With the increasing complexity of software products, companies commonly rely on a myriad of software suppliers, from internal teams that share and re-use code to third-party commercial software suppliers and outsourcing development partners. Companies are increasingly being held accountable by their customers for the quality and security of the complete product.
Yet third-party code typically isn’t tested with the same level of rigor as internally developed code. That means a defect could be lurking in the third-party code that could cause a significant security breach or quality issue.
Add to this the fact that more than ever before, companies are being asked to get products to market faster to remain competitive and capitalize on market opportunity.
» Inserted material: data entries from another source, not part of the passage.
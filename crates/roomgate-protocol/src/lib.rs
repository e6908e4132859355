//! Wire protocol for Roomgate.
//!
//! This crate defines the "language" spoken between clients, the room
//! broker and session hosts:
//!
//! - **Types** ([`RoomId`], [`PlayerInfo`], [`RoomSnapshot`], etc.) —
//!   identities and the data model as it appears on the wire.
//! - **RPC messages** ([`RoomRequest`]/[`RoomResponse`],
//!   [`SessionRequest`]/[`SessionResponse`]) wrapped in an [`Envelope`].
//! - **Codec** ([`Codec`] trait, [`JsonCodec`]) — how envelopes become
//!   bytes.
//!
//! ```text
//! Transport (bytes) → Protocol (Envelope<Request>) → Service (registry)
//! ```

mod codec;
mod error;
mod rpc;
mod types;

pub use codec::Codec;
#[cfg(feature = "json")]
pub use codec::JsonCodec;
pub use error::ProtocolError;
pub use rpc::{
    Ack, CreateRoomReply, Fault, GameStateReply, RoomRequest, RoomResponse,
    RoomStateReply, SessionRequest, SessionResponse, StartGameReply,
};
pub use types::{
    Envelope, Liveness, PlayerId, PlayerInfo, Position, ReadinessState,
    RoomId, RoomLifecycleState, RoomMember, RoomSnapshot, SessionAssignment,
    SessionHost, SessionId, SessionLifecycleState,
};
//! Room broker: lobby management and session-host placement.

use clap::Parser;
use roomgate::prelude::*;
use tracing_subscriber::EnvFilter;

#[derive(Parser, Debug)]
#[command(name = "room-broker")]
#[command(about = "Roomgate room broker")]
struct Args {
    /// Address to listen on
    #[arg(long, default_value = "0.0.0.0:8555")]
    bind: String,

    /// Host advertised to clients for started rooms
    #[arg(long, default_value = "127.0.0.1")]
    session_host: String,

    /// Port of the session host advertised to clients
    #[arg(long, default_value = "8333")]
    session_port: u16,

    /// Map used when CreateRoom names none
    #[arg(long, default_value = "000")]
    default_map: String,

    /// Seats per room
    #[arg(long, default_value = "8")]
    capacity: u32,

    /// Room IDs wrap (and old rooms are purged) at this value
    #[arg(long, default_value = "100000")]
    id_ceiling: u64,

    /// Close connections idle for this many seconds
    #[arg(long, default_value = "60")]
    idle_timeout_secs: u64,
}

#[tokio::main]
async fn main() -> Result<(), Box<dyn std::error::Error>> {
    tracing_subscriber::fmt()
        .with_env_filter(
            EnvFilter::try_from_default_env().unwrap_or_else(|_| EnvFilter::new("info")),
        )
        .init();

    let args = Args::parse();

    let config = RoomConfig {
        default_map_id: args.default_map,
        capacity: args.capacity,
        id_ceiling: args.id_ceiling,
    };
    let directory = FixedHostDirectory::new(args.session_host, args.session_port);

    let server = RoomServerBuilder::new()
        .bind(&args.bind)
        .room_config(config)
        .idle_timeout(std::time::Duration::from_secs(args.idle_timeout_secs))
        .build(directory)
        .await?;
    tracing::info!(addr = %server.local_addr()?, "room broker listening");

    server.run().await?;
    Ok(())
}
That time pressure is being felt across all phases of the software development lifecycle.
Zero Uninspected Defects
Development teams need to deliver more innovation through software, and the time allotted for formal quality control is constantly shrinking. To deal with this pressure, companies are turning to faster development methodologies for rapid iterative development cycles that can take advantage of new suppliers, cheaper code, and new markets made possible by the expansion of their global network.
Nowadays, most of the components companies integrate into their own products are electronic in nature. OEMs often have working agreements with dozens of suppliers spread all over the world that supply minuscule, but necessary, components to build the next generation of mobile phones, for example.
How should companies ensure the quality of the final product and thereby safeguard their brand? By ensuring that all their suppliers are held to high quality standards, OEMs and many other businesses that rely on third-party suppliers for embedded systems can avoid sub-par products that can irrevocably damage a brand’s reputation.
This increased risk has resulted in the demand for better visibility into all of the software components that make up a product. Development testing solutions enables managers to establish and enforce consistent measures for quality and security across the organization and across the supply chain.
Organizations could set a policy for zero uninspected defects prior to launch, since any one of those defects could contain a security vulnerability. Policies could also be established for zero security defects such as buffer overflow, integer overflow and format string errors.
Quality Assurance Processes
Here are a few processes that you can implement to ensure the quality of your overall product, as well as the component parts, from a global supply chain: 1. Put it in the contract: Modern static analysis solutions provide vendors with a cost-effective, automated, and repeatable way to ensure the quality of software they create and ship. Because static testing produces results that are measureable, objective and repeatable, OEMs can require it as a contractual agreement with a third-party software provider.
2. Auditing mode: OEMs that purchase source code can reserve the right to analyze the supplier’s code and report the results back. It could be implemented as part of the integration. This helps in multiple ways. First, the OEM has a way to measure the quality of what is received using the same measuring stick that it uses internally; second, providing recommendations and results of the analysis to the supplier gives the supplier an opportunity to fix the defects.
3. Expect a report indicating the quality of every software version received: A high-level report of the testing effort and quality should be necessary with every drop of software received. A report indicating that all bugs and defects are fixed may be an unrealistic expectation. However, if a report indicates untested parts or many defects that have not been reviewed, it serves as a strong signal that quality is not up to par. Additionally, a report can provide an indication of quality compared to industry averages. As with every aspect of the value chain, successful processes create value for both parties involved. For a company purchasing software components, these methods improve and support the brand by ensuring that externally sourced code is held to a high standard. For a supplier, it’s an objective way to represent the quality of the product and strengthen the relationship with the customer.
Things will continue to get more complicated as new supply chains emerge and businesses take advantage of more choices to bring down costs, increase their profit margins and become leaner. New development testing solutions enable managers to establish and enforce consistent measures for quality and security across the organization and across the supply chain. Organizations could set a policy for zero uninspected defects prior to launch, since any one of those defects could contain a security breach or quality issue.